Work request. An exact copy of the listing is what the response must contain.

Data.
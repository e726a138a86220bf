//! Failover JSON-RPC proxy library.

pub mod config;
pub mod dispatch;
pub mod http;
pub mod lifecycle;
pub mod observability;
pub mod rpc;

pub use config::schema::ProxyConfig;
pub use dispatch::Dispatcher;
pub use http::HttpServer;
pub use lifecycle::Shutdown;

Output.
repository e726a138a86220bf
//! Failover JSON-RPC proxy library.

pub mod config;
pub mod dispatch;
pub mod http;
pub mod lifecycle;
pub mod observability;
pub mod rpc;

pub use config::schema::ProxyConfig;
pub use dispatch::Dispatcher;
pub use http::HttpServer;
pub use lifecycle::Shutdown;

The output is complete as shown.